Action item = Show every line of the records below that contains the word "category".

Data records =
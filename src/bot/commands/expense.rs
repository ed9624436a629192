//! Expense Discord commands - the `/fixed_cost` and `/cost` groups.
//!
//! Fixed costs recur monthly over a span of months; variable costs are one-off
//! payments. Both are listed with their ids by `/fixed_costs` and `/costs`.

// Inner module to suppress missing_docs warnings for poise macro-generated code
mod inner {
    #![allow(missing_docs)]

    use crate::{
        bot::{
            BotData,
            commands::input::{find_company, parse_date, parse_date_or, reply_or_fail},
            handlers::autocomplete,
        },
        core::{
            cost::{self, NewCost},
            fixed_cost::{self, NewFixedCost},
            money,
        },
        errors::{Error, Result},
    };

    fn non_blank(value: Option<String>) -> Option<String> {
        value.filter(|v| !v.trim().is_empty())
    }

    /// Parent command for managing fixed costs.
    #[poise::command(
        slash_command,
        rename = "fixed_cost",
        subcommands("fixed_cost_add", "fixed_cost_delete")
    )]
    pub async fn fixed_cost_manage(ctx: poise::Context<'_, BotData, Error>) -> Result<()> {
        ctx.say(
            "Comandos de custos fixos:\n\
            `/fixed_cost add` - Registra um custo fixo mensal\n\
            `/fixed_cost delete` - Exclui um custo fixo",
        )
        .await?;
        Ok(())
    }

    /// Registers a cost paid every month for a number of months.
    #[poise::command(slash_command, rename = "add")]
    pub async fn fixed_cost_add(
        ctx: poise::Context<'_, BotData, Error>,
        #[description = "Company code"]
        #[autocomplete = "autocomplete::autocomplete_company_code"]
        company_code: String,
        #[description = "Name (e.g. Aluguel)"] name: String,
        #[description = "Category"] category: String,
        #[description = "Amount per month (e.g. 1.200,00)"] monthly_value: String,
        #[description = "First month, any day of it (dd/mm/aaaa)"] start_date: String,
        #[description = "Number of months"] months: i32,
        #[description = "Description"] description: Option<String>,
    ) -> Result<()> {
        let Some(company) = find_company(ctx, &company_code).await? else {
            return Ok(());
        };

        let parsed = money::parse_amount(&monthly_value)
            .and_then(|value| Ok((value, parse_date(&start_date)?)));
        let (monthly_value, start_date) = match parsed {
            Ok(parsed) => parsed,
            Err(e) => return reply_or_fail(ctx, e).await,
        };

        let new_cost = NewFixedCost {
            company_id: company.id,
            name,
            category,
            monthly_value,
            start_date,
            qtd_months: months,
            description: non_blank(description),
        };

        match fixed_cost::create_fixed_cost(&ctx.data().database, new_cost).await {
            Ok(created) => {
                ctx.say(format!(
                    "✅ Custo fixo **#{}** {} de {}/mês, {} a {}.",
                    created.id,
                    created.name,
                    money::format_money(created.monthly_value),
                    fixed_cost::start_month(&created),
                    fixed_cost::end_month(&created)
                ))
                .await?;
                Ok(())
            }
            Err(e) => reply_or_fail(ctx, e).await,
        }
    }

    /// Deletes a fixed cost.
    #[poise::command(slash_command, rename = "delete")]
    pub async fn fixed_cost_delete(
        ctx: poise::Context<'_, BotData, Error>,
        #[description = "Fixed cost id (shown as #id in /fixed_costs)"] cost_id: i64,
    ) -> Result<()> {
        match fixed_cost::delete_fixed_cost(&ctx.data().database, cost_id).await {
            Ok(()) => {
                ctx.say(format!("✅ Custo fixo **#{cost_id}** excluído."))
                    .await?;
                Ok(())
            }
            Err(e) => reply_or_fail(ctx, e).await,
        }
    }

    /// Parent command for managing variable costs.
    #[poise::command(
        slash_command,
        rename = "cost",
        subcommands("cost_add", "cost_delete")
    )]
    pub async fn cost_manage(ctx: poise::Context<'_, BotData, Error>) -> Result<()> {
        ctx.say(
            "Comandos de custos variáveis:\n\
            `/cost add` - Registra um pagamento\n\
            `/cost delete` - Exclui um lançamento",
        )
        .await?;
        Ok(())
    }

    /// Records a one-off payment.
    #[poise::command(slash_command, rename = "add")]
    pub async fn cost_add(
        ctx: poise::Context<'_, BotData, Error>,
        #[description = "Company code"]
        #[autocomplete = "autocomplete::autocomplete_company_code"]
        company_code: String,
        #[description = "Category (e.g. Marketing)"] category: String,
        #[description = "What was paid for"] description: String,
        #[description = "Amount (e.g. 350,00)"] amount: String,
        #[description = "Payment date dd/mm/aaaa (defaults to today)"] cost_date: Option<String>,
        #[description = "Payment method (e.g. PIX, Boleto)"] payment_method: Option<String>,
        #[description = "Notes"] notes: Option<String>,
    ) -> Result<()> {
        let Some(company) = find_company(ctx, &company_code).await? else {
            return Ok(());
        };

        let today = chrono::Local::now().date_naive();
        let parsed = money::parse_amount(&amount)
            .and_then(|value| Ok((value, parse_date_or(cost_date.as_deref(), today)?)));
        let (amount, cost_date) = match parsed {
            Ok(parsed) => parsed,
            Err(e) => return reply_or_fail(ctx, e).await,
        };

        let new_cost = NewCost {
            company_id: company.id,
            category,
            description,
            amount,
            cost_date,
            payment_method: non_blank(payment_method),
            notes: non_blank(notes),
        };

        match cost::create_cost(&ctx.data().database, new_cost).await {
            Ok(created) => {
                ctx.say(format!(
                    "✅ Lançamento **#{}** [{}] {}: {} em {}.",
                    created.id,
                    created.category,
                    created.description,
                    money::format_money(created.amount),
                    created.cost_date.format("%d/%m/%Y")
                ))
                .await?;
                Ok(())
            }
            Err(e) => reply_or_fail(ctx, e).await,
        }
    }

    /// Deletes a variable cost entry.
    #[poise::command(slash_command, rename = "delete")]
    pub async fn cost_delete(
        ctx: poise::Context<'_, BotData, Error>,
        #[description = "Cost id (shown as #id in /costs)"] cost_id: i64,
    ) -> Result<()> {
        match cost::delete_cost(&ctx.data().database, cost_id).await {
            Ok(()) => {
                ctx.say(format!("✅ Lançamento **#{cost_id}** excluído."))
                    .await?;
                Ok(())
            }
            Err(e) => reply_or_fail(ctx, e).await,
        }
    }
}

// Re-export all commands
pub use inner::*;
---
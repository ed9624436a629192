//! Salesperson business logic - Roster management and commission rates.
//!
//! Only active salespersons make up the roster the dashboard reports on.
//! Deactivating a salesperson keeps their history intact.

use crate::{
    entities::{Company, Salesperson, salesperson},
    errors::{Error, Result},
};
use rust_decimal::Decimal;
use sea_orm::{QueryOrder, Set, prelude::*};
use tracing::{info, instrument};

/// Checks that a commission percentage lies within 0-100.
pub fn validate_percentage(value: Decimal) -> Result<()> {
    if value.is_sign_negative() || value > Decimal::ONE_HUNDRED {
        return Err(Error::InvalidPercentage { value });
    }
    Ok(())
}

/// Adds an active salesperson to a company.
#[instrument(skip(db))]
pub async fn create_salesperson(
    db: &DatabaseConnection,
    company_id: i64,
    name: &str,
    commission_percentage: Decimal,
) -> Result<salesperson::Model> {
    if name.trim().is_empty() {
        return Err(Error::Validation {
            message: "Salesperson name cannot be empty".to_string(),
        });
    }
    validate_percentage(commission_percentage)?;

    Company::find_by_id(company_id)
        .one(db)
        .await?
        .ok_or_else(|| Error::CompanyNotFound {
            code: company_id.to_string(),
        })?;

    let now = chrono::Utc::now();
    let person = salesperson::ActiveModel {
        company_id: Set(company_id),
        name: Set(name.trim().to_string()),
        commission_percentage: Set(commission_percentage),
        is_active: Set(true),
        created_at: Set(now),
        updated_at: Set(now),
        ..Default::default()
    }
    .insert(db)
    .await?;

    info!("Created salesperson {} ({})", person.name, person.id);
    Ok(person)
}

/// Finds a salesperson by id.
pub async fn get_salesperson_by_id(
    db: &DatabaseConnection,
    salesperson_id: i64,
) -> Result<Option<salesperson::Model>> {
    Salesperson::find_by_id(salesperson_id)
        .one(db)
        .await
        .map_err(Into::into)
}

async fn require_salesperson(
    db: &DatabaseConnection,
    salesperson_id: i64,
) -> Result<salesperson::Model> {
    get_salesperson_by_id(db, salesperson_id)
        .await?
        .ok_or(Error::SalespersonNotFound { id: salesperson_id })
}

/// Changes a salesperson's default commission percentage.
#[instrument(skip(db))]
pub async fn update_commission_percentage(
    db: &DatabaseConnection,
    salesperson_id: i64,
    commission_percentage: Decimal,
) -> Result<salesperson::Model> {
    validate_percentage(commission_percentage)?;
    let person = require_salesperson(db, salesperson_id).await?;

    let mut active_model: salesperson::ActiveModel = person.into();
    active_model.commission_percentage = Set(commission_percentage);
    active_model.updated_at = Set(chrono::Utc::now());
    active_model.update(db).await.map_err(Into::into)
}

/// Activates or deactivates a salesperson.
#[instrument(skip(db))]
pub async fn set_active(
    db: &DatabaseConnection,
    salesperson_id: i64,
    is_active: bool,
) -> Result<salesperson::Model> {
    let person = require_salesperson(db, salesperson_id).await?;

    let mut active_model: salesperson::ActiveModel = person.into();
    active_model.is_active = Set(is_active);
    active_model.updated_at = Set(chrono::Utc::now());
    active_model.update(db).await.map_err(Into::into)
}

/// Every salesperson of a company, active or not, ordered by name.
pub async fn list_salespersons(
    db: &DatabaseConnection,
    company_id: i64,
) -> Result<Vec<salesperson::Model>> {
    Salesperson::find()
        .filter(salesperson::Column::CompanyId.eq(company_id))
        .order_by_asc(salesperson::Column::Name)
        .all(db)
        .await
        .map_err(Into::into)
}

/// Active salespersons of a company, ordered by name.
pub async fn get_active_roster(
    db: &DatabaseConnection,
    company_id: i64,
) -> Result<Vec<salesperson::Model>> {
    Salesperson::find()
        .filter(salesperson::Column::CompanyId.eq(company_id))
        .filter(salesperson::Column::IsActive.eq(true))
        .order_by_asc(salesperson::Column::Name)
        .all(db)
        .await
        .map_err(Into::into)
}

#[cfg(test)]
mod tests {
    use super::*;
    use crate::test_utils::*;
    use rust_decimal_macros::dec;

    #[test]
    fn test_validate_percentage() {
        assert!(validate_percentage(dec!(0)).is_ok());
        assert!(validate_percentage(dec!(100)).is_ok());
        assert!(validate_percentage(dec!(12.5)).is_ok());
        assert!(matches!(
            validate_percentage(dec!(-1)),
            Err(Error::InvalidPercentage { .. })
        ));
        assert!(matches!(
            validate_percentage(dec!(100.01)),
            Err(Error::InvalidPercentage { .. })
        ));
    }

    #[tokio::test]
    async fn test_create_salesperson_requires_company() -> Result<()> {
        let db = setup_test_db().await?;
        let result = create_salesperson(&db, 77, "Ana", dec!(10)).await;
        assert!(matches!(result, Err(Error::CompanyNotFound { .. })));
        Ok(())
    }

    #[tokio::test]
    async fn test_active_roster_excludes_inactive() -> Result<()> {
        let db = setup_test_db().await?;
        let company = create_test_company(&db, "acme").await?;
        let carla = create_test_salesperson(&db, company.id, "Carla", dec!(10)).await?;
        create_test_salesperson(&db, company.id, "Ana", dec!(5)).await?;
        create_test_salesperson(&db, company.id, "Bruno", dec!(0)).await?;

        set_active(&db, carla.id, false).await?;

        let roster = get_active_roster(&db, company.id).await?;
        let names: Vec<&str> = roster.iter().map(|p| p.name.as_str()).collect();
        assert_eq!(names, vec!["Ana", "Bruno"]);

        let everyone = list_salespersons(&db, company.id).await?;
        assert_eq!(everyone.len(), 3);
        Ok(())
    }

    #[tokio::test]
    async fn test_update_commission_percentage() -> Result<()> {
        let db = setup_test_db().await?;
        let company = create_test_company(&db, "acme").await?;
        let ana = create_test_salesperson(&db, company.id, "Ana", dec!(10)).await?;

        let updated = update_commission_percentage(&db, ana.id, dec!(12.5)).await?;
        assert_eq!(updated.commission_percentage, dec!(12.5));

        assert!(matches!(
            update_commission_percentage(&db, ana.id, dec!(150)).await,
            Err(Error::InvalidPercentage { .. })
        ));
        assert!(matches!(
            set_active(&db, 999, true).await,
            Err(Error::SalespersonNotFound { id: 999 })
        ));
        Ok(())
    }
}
--
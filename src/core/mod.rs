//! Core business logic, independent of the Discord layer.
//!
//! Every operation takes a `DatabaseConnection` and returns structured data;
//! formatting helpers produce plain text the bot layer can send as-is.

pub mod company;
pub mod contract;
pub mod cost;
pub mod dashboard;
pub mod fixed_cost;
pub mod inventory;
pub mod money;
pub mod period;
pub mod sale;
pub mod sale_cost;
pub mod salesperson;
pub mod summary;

Solved problem =
        #[description = "Category"] category: String,
            category,
        #[description = "Category (e.g. Marketing)"] category: String,
            category,
                    created.category,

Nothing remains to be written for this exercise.